### About this task:
Where the records below have a line with "source", that line is to be copied.
========================================
use snafu::Snafu;
use std::path::PathBuf;

/// The error type for the model crate. Every variant is a configuration problem that is detected
/// before any deployment is attempted.
#[derive(Debug, Snafu)]
pub struct Error(OpaqueError);
pub type Result<T> = std::result::Result<T, Error>;

#[derive(Debug, Snafu)]
#[snafu(visibility(pub(crate)))]
pub(crate) enum OpaqueError {
    #[snafu(display("Invalid service kind '{}': {}", value, reason))]
    InvalidKind { value: String, reason: &'static str },

    #[snafu(display("Unable to read credentials file '{}': {}", path.display(), source))]
    ReadCredentials {
        path: PathBuf,
        source: std::io::Error,
    },

    #[snafu(display("Unable to parse credentials file '{}': {}", path.display(), source))]
    ParseCredentials {
        path: PathBuf,
        source: serde_yaml::Error,
    },

    #[snafu(display("No credentials with id '{}' in '{}'", id, path.display()))]
    MissingCredentials { id: String, path: PathBuf },

    #[snafu(display("Unable to deserialize credentials '{}': {}", id, source))]
    DeserializeCredentials {
        id: String,
        source: serde_yaml::Error,
    },

    #[snafu(display(
        "Credentials '{}' were requested but no credentials file is configured, set '{}'",
        id,
        env
    ))]
    NoCredentialsFile { id: String, env: &'static str },

    #[snafu(display("Unknown {} '{}'", what, name))]
    UnknownName { what: &'static str, name: String },

    #[snafu(display("Unable to read settings from the environment: {}", source))]
    Settings { source: envy::Error },
}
========================================
### Solution:
    #[snafu(display("Unable to read credentials file '{}': {}", path.display(), source))]
        source: std::io::Error,
    #[snafu(display("Unable to parse credentials file '{}': {}", path.display(), source))]
        source: serde_yaml::Error,
    #[snafu(display("Unable to deserialize credentials '{}': {}", id, source))]
        source: serde_yaml::Error,
    #[snafu(display("Unable to read settings from the environment: {}", source))]
    Settings { source: envy::Error },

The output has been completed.